*** Opening RECORD SET ***

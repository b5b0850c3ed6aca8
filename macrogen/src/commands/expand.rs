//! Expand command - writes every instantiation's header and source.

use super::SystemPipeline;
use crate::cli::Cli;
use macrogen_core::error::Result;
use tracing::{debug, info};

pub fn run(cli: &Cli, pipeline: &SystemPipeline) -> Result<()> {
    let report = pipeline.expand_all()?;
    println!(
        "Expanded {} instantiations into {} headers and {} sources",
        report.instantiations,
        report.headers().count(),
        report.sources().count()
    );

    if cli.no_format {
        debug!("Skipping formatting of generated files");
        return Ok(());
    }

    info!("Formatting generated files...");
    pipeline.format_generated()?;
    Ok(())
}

*** Closing RECORD SET ***

• _TASK STATEMENT_: Please copy every line of the material exactly.

• _WRITTEN SOLUTION_:
repository b5b0850c3ed6aca8
filename macrogen/src/commands/expand.rs
//! Expand command - writes every instantiation's header and source.

use super::SystemPipeline;
use crate::cli::Cli;
use macrogen_core::error::Result;
use tracing::{debug, info};

pub fn run(cli: &Cli, pipeline: &SystemPipeline) -> Result<()> {
    let report = pipeline.expand_all()?;
    println!(
        "Expanded {} instantiations into {} headers and {} sources",
        report.instantiations,
        report.headers().count(),
        report.sources().count()
    );

    if cli.no_format {
        debug!("Skipping formatting of generated files");
        return Ok(());
    }

    info!("Formatting generated files...");
    pipeline.format_generated()?;
    Ok(())
}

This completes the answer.